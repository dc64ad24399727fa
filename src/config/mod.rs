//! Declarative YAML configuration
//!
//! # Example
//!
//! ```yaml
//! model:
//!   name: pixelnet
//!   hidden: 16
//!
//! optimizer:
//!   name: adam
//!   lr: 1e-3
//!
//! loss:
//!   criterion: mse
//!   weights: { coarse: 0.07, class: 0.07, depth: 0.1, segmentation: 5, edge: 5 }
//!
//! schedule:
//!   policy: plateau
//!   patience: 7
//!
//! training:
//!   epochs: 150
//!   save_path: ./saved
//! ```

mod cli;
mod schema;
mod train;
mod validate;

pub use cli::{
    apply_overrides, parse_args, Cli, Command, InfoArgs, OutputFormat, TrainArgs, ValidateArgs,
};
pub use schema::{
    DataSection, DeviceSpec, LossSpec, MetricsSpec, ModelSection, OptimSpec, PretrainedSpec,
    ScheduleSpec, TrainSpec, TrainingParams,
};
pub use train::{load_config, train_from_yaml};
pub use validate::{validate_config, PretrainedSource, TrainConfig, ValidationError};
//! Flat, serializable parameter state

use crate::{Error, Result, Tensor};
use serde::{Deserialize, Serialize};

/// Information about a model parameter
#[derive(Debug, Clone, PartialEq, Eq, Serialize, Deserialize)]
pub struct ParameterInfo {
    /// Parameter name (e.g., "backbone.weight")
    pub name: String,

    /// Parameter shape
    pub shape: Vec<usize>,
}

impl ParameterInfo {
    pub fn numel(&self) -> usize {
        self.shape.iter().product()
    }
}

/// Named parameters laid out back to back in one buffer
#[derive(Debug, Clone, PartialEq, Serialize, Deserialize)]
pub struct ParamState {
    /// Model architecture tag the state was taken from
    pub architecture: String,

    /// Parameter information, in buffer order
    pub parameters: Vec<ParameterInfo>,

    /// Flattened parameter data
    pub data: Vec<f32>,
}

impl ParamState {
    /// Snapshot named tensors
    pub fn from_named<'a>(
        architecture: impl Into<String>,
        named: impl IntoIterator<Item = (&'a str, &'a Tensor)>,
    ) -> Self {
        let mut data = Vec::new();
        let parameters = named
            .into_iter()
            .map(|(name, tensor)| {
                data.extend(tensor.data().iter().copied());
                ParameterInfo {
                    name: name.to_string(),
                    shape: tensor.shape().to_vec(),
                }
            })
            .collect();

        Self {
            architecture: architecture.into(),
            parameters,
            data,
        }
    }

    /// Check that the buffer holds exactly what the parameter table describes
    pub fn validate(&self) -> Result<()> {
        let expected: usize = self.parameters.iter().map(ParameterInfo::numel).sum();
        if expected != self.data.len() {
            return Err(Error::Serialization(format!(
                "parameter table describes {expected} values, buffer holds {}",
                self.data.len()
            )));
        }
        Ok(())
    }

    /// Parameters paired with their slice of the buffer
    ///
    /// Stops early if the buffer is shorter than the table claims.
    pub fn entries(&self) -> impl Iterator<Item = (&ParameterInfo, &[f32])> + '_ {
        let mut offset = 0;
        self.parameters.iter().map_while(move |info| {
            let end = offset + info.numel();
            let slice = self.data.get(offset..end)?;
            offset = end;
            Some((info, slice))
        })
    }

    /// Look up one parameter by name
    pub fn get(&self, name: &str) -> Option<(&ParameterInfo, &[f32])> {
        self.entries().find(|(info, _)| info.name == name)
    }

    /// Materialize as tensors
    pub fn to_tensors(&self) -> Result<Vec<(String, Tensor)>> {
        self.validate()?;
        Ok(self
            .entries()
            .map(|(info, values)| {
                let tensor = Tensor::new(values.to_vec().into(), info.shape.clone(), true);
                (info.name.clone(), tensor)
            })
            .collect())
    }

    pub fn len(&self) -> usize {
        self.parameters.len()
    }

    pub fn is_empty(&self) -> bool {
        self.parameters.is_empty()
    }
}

━━━━━━━━━━━━━━━━

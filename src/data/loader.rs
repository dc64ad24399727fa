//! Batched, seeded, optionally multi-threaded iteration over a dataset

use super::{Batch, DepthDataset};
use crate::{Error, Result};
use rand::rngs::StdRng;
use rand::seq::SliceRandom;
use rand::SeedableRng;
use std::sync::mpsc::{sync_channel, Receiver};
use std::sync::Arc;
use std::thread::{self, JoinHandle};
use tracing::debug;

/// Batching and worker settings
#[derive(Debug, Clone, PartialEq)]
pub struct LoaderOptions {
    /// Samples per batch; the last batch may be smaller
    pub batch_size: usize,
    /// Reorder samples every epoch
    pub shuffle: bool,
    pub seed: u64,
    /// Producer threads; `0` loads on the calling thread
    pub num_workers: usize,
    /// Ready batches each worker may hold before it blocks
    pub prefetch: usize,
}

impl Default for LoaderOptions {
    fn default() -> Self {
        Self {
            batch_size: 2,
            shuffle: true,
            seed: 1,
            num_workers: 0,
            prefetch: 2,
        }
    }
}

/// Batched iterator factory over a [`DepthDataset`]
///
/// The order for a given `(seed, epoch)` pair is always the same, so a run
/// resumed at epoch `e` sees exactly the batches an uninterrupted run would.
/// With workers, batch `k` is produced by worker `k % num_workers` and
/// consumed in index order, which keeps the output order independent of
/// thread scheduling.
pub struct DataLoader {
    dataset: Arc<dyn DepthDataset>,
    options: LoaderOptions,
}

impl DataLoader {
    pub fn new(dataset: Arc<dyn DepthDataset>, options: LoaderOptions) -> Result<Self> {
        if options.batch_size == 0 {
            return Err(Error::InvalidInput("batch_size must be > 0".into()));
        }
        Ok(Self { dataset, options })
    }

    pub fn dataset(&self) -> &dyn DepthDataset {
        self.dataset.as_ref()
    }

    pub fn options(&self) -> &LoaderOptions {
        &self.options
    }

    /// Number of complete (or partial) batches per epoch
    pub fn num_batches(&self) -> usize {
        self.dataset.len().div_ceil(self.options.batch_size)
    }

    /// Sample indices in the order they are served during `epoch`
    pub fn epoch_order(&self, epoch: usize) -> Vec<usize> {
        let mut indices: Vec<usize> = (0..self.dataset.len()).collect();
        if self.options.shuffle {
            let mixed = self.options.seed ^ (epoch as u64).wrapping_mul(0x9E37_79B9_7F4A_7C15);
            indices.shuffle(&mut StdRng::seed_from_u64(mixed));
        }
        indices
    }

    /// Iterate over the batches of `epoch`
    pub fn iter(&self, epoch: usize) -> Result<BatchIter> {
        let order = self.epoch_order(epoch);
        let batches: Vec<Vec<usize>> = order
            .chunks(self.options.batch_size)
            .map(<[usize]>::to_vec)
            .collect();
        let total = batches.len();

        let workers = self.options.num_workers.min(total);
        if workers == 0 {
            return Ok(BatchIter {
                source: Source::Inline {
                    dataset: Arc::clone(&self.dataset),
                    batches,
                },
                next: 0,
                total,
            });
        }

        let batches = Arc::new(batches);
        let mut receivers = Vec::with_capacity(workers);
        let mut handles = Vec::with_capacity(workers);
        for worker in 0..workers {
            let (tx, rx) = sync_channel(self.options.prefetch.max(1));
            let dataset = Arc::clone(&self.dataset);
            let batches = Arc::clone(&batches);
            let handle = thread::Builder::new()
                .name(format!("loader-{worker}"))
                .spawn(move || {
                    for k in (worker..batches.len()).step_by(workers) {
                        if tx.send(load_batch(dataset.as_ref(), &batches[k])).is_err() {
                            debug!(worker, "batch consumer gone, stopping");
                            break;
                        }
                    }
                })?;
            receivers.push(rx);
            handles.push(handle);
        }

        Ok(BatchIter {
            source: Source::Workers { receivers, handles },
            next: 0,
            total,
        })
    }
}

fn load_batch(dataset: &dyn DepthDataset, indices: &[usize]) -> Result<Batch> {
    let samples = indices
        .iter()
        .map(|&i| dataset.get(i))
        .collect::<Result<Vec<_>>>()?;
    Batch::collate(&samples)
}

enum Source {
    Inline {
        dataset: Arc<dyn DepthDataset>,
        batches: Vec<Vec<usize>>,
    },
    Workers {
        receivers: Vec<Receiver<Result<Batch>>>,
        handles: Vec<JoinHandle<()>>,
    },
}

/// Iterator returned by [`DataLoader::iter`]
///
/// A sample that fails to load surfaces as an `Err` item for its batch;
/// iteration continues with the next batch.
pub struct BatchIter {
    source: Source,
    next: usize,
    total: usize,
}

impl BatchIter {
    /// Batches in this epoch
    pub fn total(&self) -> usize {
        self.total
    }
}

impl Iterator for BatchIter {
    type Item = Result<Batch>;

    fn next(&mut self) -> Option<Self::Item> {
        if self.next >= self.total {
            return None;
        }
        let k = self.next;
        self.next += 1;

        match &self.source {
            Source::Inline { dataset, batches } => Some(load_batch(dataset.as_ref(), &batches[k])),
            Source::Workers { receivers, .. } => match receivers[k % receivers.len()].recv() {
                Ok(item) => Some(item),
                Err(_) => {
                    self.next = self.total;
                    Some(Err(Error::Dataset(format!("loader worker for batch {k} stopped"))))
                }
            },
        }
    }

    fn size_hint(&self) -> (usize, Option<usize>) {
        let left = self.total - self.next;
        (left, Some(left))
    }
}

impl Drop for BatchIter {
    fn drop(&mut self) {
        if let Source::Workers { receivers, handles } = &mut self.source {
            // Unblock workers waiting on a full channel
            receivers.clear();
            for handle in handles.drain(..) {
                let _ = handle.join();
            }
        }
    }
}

━━━━━━━━━━━━━━━━

» Requirement:
The required answer is the run of lines above, starting at the line with "over a dataset" and ending at the line with "use rand::SeedableRng;", reproduced exactly with both ends.

» The answer:
//! Batched, seeded, optionally multi-threaded iteration over a dataset

use super::{Batch, DepthDataset};
use crate::{Error, Result};
use rand::rngs::StdRng;
use rand::seq::SliceRandom;
use rand::SeedableRng;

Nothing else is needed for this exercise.